**Dataset entries**:
# # # # #
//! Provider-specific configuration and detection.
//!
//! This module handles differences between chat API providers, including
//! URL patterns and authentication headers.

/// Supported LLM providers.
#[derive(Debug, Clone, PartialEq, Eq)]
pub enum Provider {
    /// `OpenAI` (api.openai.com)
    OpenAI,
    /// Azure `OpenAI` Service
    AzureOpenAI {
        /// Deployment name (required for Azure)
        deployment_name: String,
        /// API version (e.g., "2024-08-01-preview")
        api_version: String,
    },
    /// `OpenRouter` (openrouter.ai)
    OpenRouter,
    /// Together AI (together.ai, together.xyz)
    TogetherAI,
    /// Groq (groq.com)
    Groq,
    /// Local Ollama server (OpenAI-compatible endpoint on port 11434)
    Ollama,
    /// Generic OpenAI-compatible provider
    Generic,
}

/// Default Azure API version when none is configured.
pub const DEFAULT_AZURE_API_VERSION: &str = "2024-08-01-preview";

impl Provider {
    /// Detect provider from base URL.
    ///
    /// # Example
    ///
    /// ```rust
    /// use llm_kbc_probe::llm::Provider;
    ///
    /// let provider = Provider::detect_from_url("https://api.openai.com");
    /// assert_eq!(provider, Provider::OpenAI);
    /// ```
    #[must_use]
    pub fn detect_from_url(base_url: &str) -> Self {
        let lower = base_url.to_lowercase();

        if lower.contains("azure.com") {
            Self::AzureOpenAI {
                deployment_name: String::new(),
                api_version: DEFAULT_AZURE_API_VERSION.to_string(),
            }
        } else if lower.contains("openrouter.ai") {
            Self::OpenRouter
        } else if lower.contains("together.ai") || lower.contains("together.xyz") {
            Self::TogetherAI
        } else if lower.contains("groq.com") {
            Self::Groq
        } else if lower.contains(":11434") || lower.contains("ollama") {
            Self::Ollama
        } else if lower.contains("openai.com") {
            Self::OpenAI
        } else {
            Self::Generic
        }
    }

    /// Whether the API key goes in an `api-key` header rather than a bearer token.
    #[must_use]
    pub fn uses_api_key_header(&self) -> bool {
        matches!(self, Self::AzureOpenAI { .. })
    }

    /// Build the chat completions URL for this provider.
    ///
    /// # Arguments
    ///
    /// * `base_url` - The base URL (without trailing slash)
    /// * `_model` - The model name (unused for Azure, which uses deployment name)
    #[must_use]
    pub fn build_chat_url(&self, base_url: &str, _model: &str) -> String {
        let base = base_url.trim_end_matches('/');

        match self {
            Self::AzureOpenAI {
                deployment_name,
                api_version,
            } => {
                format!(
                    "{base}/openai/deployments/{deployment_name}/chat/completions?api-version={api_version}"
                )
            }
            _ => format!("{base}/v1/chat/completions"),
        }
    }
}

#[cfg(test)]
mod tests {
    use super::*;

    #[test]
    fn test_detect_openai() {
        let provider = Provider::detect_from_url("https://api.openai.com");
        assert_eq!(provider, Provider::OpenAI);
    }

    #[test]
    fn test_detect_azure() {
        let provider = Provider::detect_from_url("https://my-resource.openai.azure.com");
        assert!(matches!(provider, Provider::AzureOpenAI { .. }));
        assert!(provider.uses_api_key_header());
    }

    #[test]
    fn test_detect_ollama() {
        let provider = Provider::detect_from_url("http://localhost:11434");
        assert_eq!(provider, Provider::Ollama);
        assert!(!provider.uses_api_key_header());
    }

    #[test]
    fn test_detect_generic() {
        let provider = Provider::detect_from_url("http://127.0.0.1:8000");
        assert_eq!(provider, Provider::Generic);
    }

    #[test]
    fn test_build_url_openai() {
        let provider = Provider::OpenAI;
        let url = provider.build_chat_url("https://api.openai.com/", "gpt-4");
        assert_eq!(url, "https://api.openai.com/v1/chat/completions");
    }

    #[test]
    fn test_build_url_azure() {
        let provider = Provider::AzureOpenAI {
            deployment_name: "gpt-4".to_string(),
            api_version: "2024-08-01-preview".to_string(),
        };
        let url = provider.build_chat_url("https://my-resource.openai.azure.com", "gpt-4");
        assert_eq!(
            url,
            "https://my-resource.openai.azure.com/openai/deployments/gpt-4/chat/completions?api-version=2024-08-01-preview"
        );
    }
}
# # # # #
**About this exercise**: In the entries above, locate every line with the word "completions" and copy it.

**Result of the task**:
    /// Build the chat completions URL for this provider.
                    "{base}/openai/deployments/{deployment_name}/chat/completions?api-version={api_version}"
            _ => format!("{base}/v1/chat/completions"),
        assert_eq!(url, "https://api.openai.com/v1/chat/completions");
            "https://my-resource.openai.azure.com/openai/deployments/gpt-4/chat/completions?api-version=2024-08-01-preview"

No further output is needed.